GIGA BITES 2 – Director’s Cut

Below is a significantly extended version of Giga Bites, which appeared in the Saturday Age on 12th February, 2011.

 

by Andrew Gigacz

 

DRAWING A LONG (SUPER) BOW(L)

Super Bowl XLV was played this week and the Green Bay Packers’ winning score of 31 should have come as no surprise, especially given the fact that their opponents were the Pittsburgh Steelers.

In all of the Packers’ previous appearances in the Super Bowl, the winning score has been 31, 33 or 35. When combined with the fact that the Pittsburgh Steelers were involved in the only other Super Bowls to register any of those three scores, a winning score of 31, 33 or 35 last Monday was really never in doubt!
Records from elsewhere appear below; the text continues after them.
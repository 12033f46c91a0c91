//! Lexical path helpers shared by the loaders and the dispatcher.

use std::path::{Component, Path, PathBuf};

/// Collapses `.` and `..` components without touching the filesystem.
pub(crate) fn normalize_path(path: &Path) -> PathBuf {
    let mut components = Vec::new();

    for component in path.components() {
        match component {
            Component::ParentDir => {
                if !components.is_empty()
                    && !matches!(
                        components.last(),
                        Some(Component::RootDir) | Some(Component::Prefix(_))
                    )
                {
                    components.pop();
                }
            }
            Component::CurDir => {}
            c => components.push(c),
        }
    }

    if components.is_empty() {
        PathBuf::from(".")
    } else {
        components.iter().collect()
    }
}

/// Makes `path` absolute against the process working directory.
pub(crate) fn absolute(path: &Path) -> PathBuf {
    if path.is_absolute() {
        return normalize_path(path);
    }
    match std::env::current_dir() {
        Ok(cwd) => normalize_path(&cwd.join(path)),
        Err(_) => normalize_path(path),
    }
}

/// Joins `name` onto `base` and makes the result absolute.
pub(crate) fn resolve(base: &Path, name: impl AsRef<Path>) -> PathBuf {
    absolute(&base.join(name))
}

/// Replaces a leading `~` with the user's home directory.
pub(crate) fn expand_home(raw: &str) -> PathBuf {
    if raw == "~" {
        if let Some(home) = super::home_dir() {
            return home;
        }
    } else if let Some(rest) = raw.strip_prefix("~/")
        && let Some(home) = super::home_dir()
    {
        return home.join(rest);
    }
    PathBuf::from(raw)
}

/// Compares two paths after making both absolute; falls back to canonical
/// forms so a symlinked spelling of the same file still matches.
pub(crate) async fn same_file(a: &Path, b: &Path) -> bool {
    if absolute(a) == absolute(b) {
        return true;
    }
    match tokio::join!(tokio::fs::canonicalize(a), tokio::fs::canonicalize(b)) {
        (Ok(a), Ok(b)) => a == b,
        _ => false,
    }
}

#[cfg(test)]
mod tests {
    use super::*;

    #[test]
    fn test_normalize_path() {
        assert_eq!(
            normalize_path(Path::new("/a/b/../c")),
            PathBuf::from("/a/c")
        );
        assert_eq!(normalize_path(Path::new("/a/./b")), PathBuf::from("/a/b"));
        assert_eq!(
            normalize_path(Path::new("/a/b/../../../c")),
            PathBuf::from("/c")
        );
    }

    #[test]
    fn test_resolve_relative_base() {
        let cwd = std::env::current_dir().unwrap();
        assert_eq!(
            resolve(Path::new("./sample"), "settings.json"),
            normalize_path(&cwd.join("sample/settings.json"))
        );
    }

    #[test]
    fn test_resolve_absolute_name_wins() {
        assert_eq!(
            resolve(Path::new("/base"), "/etc/plugins/a.js"),
            PathBuf::from("/etc/plugins/a.js")
        );
    }

    #[test]
    fn test_expand_home() {
        assert_eq!(expand_home("plugins"), PathBuf::from("plugins"));
        if let Some(home) = crate::common::home_dir() {
            assert_eq!(expand_home("~/plugins"), home.join("plugins"));
            assert_eq!(expand_home("~"), home);
        }
    }

    #[tokio::test]
    async fn test_same_file_via_symlink() {
        let dir = tempfile::tempdir().unwrap();
        let real = dir.path().join("real.js");
        std::fs::write(&real, "").unwrap();
        assert!(same_file(&real, &dir.path().join("./real.js")).await);

        #[cfg(unix)]
        {
            let link = dir.path().join("link.js");
            std::os::unix::fs::symlink(&real, &link).unwrap();
            assert!(same_file(&real, &link).await);
        }

        assert!(!same_file(&real, &dir.path().join("other.js")).await);
    }
}
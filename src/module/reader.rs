//! The structured-data read capability.

use std::path::Path;

use async_trait::async_trait;
use serde_json::Value;

#[async_trait]
pub trait DataReader: Send + Sync {
    /// Reads and parses the file at `path`. Malformed content must surface as
    /// [`Error::Parse`](crate::Error::Parse).
    async fn read(&self, path: &Path) -> crate::Result<Value>;
}

/// Reads UTF-8 JSON files.
#[derive(Debug, Clone, Copy, Default)]
pub struct JsonReader;

#[async_trait]
impl DataReader for JsonReader {
    async fn read(&self, path: &Path) -> crate::Result<Value> {
        let content = tokio::fs::read_to_string(path).await?;
        serde_json::from_str(&content).map_err(|e| crate::Error::Parse {
            path: path.to_path_buf(),
            message: e.to_string(),
        })
    }
}

#[cfg(test)]
mod tests {
    use super::*;
    use serde_json::json;

    #[tokio::test]
    async fn test_read_json() {
        let dir = tempfile::tempdir().unwrap();
        let path = dir.path().join("settings.json");
        tokio::fs::write(&path, r#"{"pluginSources": []}"#)
            .await
            .unwrap();

        let value = JsonReader.read(&path).await.unwrap();
        assert_eq!(value, json!({"pluginSources": []}));
    }

    #[tokio::test]
    async fn test_malformed_json_is_parse_error() {
        let dir = tempfile::tempdir().unwrap();
        let path = dir.path().join("broken.json");
        tokio::fs::write(&path, "{ not json").await.unwrap();

        let err = JsonReader.read(&path).await.unwrap_err();
        assert!(matches!(err, crate::Error::Parse { ref path, .. } if path.ends_with("broken.json")));
    }

    #[tokio::test]
    async fn test_missing_file_is_io_error() {
        let err = JsonReader
            .read(Path::new("/nonexistent/settings.json"))
            .await
            .unwrap_err();
        assert!(matches!(err, crate::Error::Io(_)));
    }
}
//! Loading every file under a directory whose name matches a wildcard.

use std::path::{Path, PathBuf};

use super::ModuleLoader;
use crate::discovery::{DirectoryWalker, WalkEntry, WildcardPattern};
use crate::guard::{SelfImportGuard, entry};
use crate::module::LoadedUnit;

/// A unit loaded by [`ModuleLoader::load_pattern`], tagged with its origin.
#[derive(Debug, Clone)]
pub struct NamedUnit {
    pub name: String,
    pub path: PathBuf,
    pub unit: LoadedUnit,
}

impl ModuleLoader {
    /// Loads every file under `base` whose entry name matches `pattern`.
    ///
    /// `*` is the only wildcard. Matching files with an unsupported suffix,
    /// failing imports and self-imports are logged and left out. Results
    /// follow walk order.
    #[tracing::instrument(skip_all, fields(base = %base.as_ref().display(), pattern = pattern))]
    pub async fn load_pattern(
        &self,
        base: impl AsRef<Path>,
        pattern: &str,
    ) -> crate::Result<Vec<NamedUnit>> {
        let matcher = WildcardPattern::compile(pattern)?;
        let guard = self.guard(entry::PATTERN_FILE_LOADER);
        let mut walker = DirectoryWalker::new(self.policy.allowlist.clone(), [base.as_ref()])
            .file_filter(move |name| matcher.matches(name));

        let mut units = Vec::new();
        while let Some(file) = walker.next_entry().await {
            match self.load_matched(&guard, &file).await {
                Ok(Some(unit)) => units.push(NamedUnit {
                    name: file.name,
                    path: file.path,
                    unit,
                }),
                Ok(None) => {}
                Err(e) => {
                    tracing::warn!(path = %file.path.display(), error = %e, "Failed to load matching file");
                }
            }
        }

        Ok(units)
    }

    async fn load_matched(
        &self,
        guard: &SelfImportGuard,
        file: &WalkEntry,
    ) -> crate::Result<Option<LoadedUnit>> {
        let classified = self.policy.extensions.classify(&file.name)?;
        self.load_path(guard, &file.path, classified.kind).await
    }
}
//! Plugin source configuration.

use std::fmt;
use std::sync::Arc;

use serde::{Deserialize, Deserializer, Serialize, Serializer};
use serde_json::{Map, Value};

use super::InlineHandler;

/// Kind of a plugin source, taken from its `type` field.
#[derive(Debug, Clone, PartialEq, Eq, Hash, Serialize, Deserialize)]
#[serde(from = "String", into = "String")]
pub enum SourceKind {
    Inline,
    File,
    Folder,
    Url,
    /// Any other `type`; dispatching it is a logged no-op.
    Other(String),
}

impl SourceKind {
    pub fn as_str(&self) -> &str {
        match self {
            Self::Inline => "inline",
            Self::File => "file",
            Self::Folder => "folder",
            Self::Url => "url",
            Self::Other(kind) => kind,
        }
    }
}

impl From<String> for SourceKind {
    fn from(kind: String) -> Self {
        match kind.as_str() {
            "inline" => Self::Inline,
            "file" => Self::File,
            "folder" => Self::Folder,
            "url" => Self::Url,
            _ => Self::Other(kind),
        }
    }
}

impl From<SourceKind> for String {
    fn from(kind: SourceKind) -> Self {
        kind.as_str().to_string()
    }
}

impl fmt::Display for SourceKind {
    fn fmt(&self, f: &mut fmt::Formatter<'_>) -> fmt::Result {
        f.write_str(self.as_str())
    }
}

/// Handler of an `inline` source.
///
/// Configuration files can only name a handler; the dispatcher resolves the
/// name against its handler table. Code building a config can attach the
/// handler directly.
#[derive(Clone)]
pub enum Handler {
    Named(String),
    Callable(Arc<dyn InlineHandler>),
}

impl fmt::Debug for Handler {
    fn fmt(&self, f: &mut fmt::Formatter<'_>) -> fmt::Result {
        match self {
            Self::Named(name) => f.debug_tuple("Named").field(name).finish(),
            Self::Callable(_) => f.write_str("Callable(..)"),
        }
    }
}

impl Serialize for Handler {
    fn serialize<S: Serializer>(&self, serializer: S) -> Result<S::Ok, S::Error> {
        match self {
            Self::Named(name) => serializer.serialize_str(name),
            Self::Callable(_) => serializer.serialize_none(),
        }
    }
}

impl<'de> Deserialize<'de> for Handler {
    fn deserialize<D: Deserializer<'de>>(deserializer: D) -> Result<Self, D::Error> {
        String::deserialize(deserializer).map(Self::Named)
    }
}

/// One entry of `pluginSources`.
#[derive(Debug, Clone, Serialize, Deserialize)]
pub struct PluginSource {
    #[serde(rename = "type")]
    pub kind: SourceKind,
    #[serde(default, skip_serializing_if = "Option::is_none")]
    pub path: Option<String>,
    #[serde(default, skip_serializing_if = "Option::is_none")]
    pub handler: Option<Handler>,
}

impl PluginSource {
    fn new(kind: SourceKind) -> Self {
        Self {
            kind,
            path: None,
            handler: None,
        }
    }

    pub fn inline(handler: impl InlineHandler + 'static) -> Self {
        Self {
            handler: Some(Handler::Callable(Arc::new(handler))),
            ..Self::new(SourceKind::Inline)
        }
    }

    pub fn named_inline(name: impl Into<String>) -> Self {
        Self {
            handler: Some(Handler::Named(name.into())),
            ..Self::new(SourceKind::Inline)
        }
    }

    pub fn file(path: impl Into<String>) -> Self {
        Self::new(SourceKind::File).with_path(path)
    }

    pub fn folder(path: impl Into<String>) -> Self {
        Self::new(SourceKind::Folder).with_path(path)
    }

    pub fn url(url: impl Into<String>) -> Self {
        Self::new(SourceKind::Url).with_path(url)
    }

    pub fn with_path(mut self, path: impl Into<String>) -> Self {
        self.path = Some(path.into());
        self
    }
}

/// Application configuration as seen by the dispatcher.
///
/// Only `pluginSources` is interpreted; other keys are kept in `extra` and
/// passed through to inline handlers untouched.
#[derive(Debug, Clone, Default, Serialize, Deserialize)]
pub struct PluginsConfig {
    #[serde(rename = "pluginSources", default, deserialize_with = "null_as_empty")]
    pub plugin_sources: Vec<PluginSource>,
    #[serde(flatten)]
    pub extra: Map<String, Value>,
}

impl PluginsConfig {
    pub fn new(sources: impl IntoIterator<Item = PluginSource>) -> Self {
        Self {
            plugin_sources: sources.into_iter().collect(),
            extra: Map::new(),
        }
    }

    pub fn source(mut self, source: PluginSource) -> Self {
        self.plugin_sources.push(source);
        self
    }
}

/// Reads an absent or `null` list as empty.
pub(crate) fn null_as_empty<'de, D, T>(deserializer: D) -> Result<Vec<T>, D::Error>
where
    D: Deserializer<'de>,
    T: Deserialize<'de>,
{
    Ok(Option::<Vec<T>>::deserialize(deserializer)?.unwrap_or_default())
}

#[cfg(test)]
mod tests {
    use super::*;
    use serde_json::json;

    #[test]
    fn test_parse_plugin_sources() {
        let config: PluginsConfig = serde_json::from_value(json!({
            "pluginSources": [
                {"type": "folder", "path": "./plugins"},
                {"type": "file", "path": "~/shared/logger.js"},
                {"type": "inline", "handler": "metrics"},
                {"type": "url", "path": "https://example.com/p.js"},
                {"type": "git"}
            ],
            "server": {"port": 3000}
        }))
        .unwrap();

        let kinds: Vec<_> = config.plugin_sources.iter().map(|s| s.kind.clone()).collect();
        assert_eq!(
            kinds,
            vec![
                SourceKind::Folder,
                SourceKind::File,
                SourceKind::Inline,
                SourceKind::Url,
                SourceKind::Other("git".into()),
            ]
        );
        assert_eq!(config.plugin_sources[0].path.as_deref(), Some("./plugins"));
        assert!(matches!(
            config.plugin_sources[2].handler,
            Some(Handler::Named(ref name)) if name == "metrics"
        ));
        assert_eq!(config.extra["server"], json!({"port": 3000}));
    }

    #[test]
    fn test_missing_sources_default_to_empty() {
        let config: PluginsConfig = serde_json::from_str("{}").unwrap();
        assert!(config.plugin_sources.is_empty());

        let config: PluginsConfig =
            serde_json::from_str(r#"{"pluginSources": null, "debug": true}"#).unwrap();
        assert!(config.plugin_sources.is_empty());
        assert_eq!(config.extra["debug"], json!(true));
    }

    #[test]
    fn test_non_string_handler_rejected() {
        let result: Result<PluginSource, _> =
            serde_json::from_value(json!({"type": "inline", "handler": 42}));
        assert!(result.is_err());
    }

    #[test]
    fn test_serialize_round_trip_of_kind() {
        let source = PluginSource::folder("plugins");
        let value = serde_json::to_value(&source).unwrap();
        assert_eq!(value, json!({"type": "folder", "path": "plugins"}));
        assert_eq!(SourceKind::Other("git".into()).to_string(), "git");
    }
}
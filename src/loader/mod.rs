//! File, recursive and pattern loaders.
//!
//! Every public operation builds a fresh [`SelfImportGuard`] naming itself,
//! so a code unit that wraps one loader is only rejected by that loader.

mod file;
mod pattern;
mod recursive;

pub use file::{FileSpec, Loaded};
pub use pattern::NamedUnit;
pub use recursive::OnLoad;

use std::path::{Path, PathBuf};
use std::sync::Arc;

use crate::guard::{ActiveLoads, LoaderIdentity, SelfImportGuard};
use crate::module::{CodeImporter, DataReader, JsonReader, LoadedUnit, Module, ModuleTable};
use crate::policy::{FileKind, LoaderPolicy};

/// Loads data files and code units by path.
#[derive(Clone)]
pub struct ModuleLoader {
    policy: Arc<LoaderPolicy>,
    importer: Arc<dyn CodeImporter>,
    reader: Arc<dyn DataReader>,
    location: Option<PathBuf>,
}

impl std::fmt::Debug for ModuleLoader {
    fn fmt(&self, f: &mut std::fmt::Formatter<'_>) -> std::fmt::Result {
        f.debug_struct("ModuleLoader")
            .field("policy", &self.policy)
            .field("location", &self.location)
            .finish_non_exhaustive()
    }
}

impl Default for ModuleLoader {
    fn default() -> Self {
        Self::builder().build()
    }
}

impl ModuleLoader {
    pub fn builder() -> ModuleLoaderBuilder {
        ModuleLoaderBuilder::default()
    }

    pub fn policy(&self) -> &LoaderPolicy {
        &self.policy
    }

    /// The loader's own file, compared against every candidate.
    pub fn location(&self) -> Option<&Path> {
        self.location.as_deref()
    }

    pub(crate) fn set_location(&mut self, location: Option<PathBuf>) {
        self.location = location;
    }

    pub(crate) fn set_policy(&mut self, policy: Arc<LoaderPolicy>) {
        self.policy = policy;
    }

    pub(crate) fn guard(&self, entry: &'static str) -> SelfImportGuard {
        SelfImportGuard::new(LoaderIdentity::new(self.location.as_deref(), entry))
    }

    /// Loads an existing, already classified file.
    pub(crate) async fn load_path(
        &self,
        guard: &SelfImportGuard,
        path: &Path,
        kind: FileKind,
    ) -> crate::Result<Option<LoadedUnit>> {
        if !tokio::fs::try_exists(path).await.unwrap_or(false) {
            return Err(crate::Error::NotFound {
                path: path.to_path_buf(),
            });
        }

        match kind {
            FileKind::Data => Ok(Some(LoadedUnit::Data(self.reader.read(path).await?))),
            FileKind::Code => Ok(self
                .import_guarded(guard, path)
                .await?
                .map(LoadedUnit::from_module)),
        }
    }

    /// Imports `path` unless the guard flags it. `Ok(None)` means skipped.
    pub(crate) async fn import_guarded(
        &self,
        guard: &SelfImportGuard,
        path: &Path,
    ) -> crate::Result<Option<Module>> {
        if guard.should_skip_path(path).await {
            tracing::warn!(path = %path.display(), loader = guard.identity().entry(), "Skipping self-import");
            return Ok(None);
        }

        let module = ActiveLoads::scope(path, self.importer.import(path)).await?;

        if guard.should_skip(path, &module).await {
            tracing::warn!(path = %path.display(), loader = guard.identity().entry(), "Skipping self-import");
            return Ok(None);
        }

        Ok(Some(module))
    }
}

#[derive(Default)]
pub struct ModuleLoaderBuilder {
    policy: Option<Arc<LoaderPolicy>>,
    importer: Option<Arc<dyn CodeImporter>>,
    reader: Option<Arc<dyn DataReader>>,
    location: Option<Option<PathBuf>>,
}

impl ModuleLoaderBuilder {
    pub fn policy(mut self, policy: impl Into<Arc<LoaderPolicy>>) -> Self {
        self.policy = Some(policy.into());
        self
    }

    pub fn importer(mut self, importer: impl CodeImporter + 'static) -> Self {
        self.importer = Some(Arc::new(importer));
        self
    }

    pub fn shared_importer(mut self, importer: Arc<dyn CodeImporter>) -> Self {
        self.importer = Some(importer);
        self
    }

    pub fn reader(mut self, reader: impl DataReader + 'static) -> Self {
        self.reader = Some(Arc::new(reader));
        self
    }

    /// Overrides the loader's own location; defaults to the running executable.
    pub fn location(mut self, path: impl Into<PathBuf>) -> Self {
        self.location = Some(Some(path.into()));
        self
    }

    pub fn without_location(mut self) -> Self {
        self.location = Some(None);
        self
    }

    pub fn build(self) -> ModuleLoader {
        ModuleLoader {
            policy: self.policy.unwrap_or_default(),
            importer: self
                .importer
                .unwrap_or_else(|| Arc::new(ModuleTable::new())),
            reader: self.reader.unwrap_or_else(|| Arc::new(JsonReader)),
            location: self
                .location
                .unwrap_or_else(|| std::env::current_exe().ok()),
        }
    }
}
Super Bowls involving scores of 31, 33 or 35:

1967: Packers 35 defeated Kansas City Chiefs 10

1968: Packers 33 def Oakland Raiders 14

1979: Steelers 35 def Dallas Cowboys 31

1980: Steelers 31 def Los Angeles Rams 19

1997: Packers 31 def New England Patriots 21

1998: Denver Broncos 31 def Packers 24

2011: Packers 31 def Pittsburgh Steelers 25

A TALL STORY

 Collingwood kicks off its premiership defence tonight when it joins Richmond and Carlton in the round-robin phase of the NAB Cup. The Magpie hierarchy would be well aware that securing back-to-back flags will be a tall order but it seems that, from a list-management perspective, this doesn’t necessarily require a huge number of tall players. The Pies have only five players on their 2011 primary playing list whose height exceeds 195 cm. Only Fremantle, with four, has less.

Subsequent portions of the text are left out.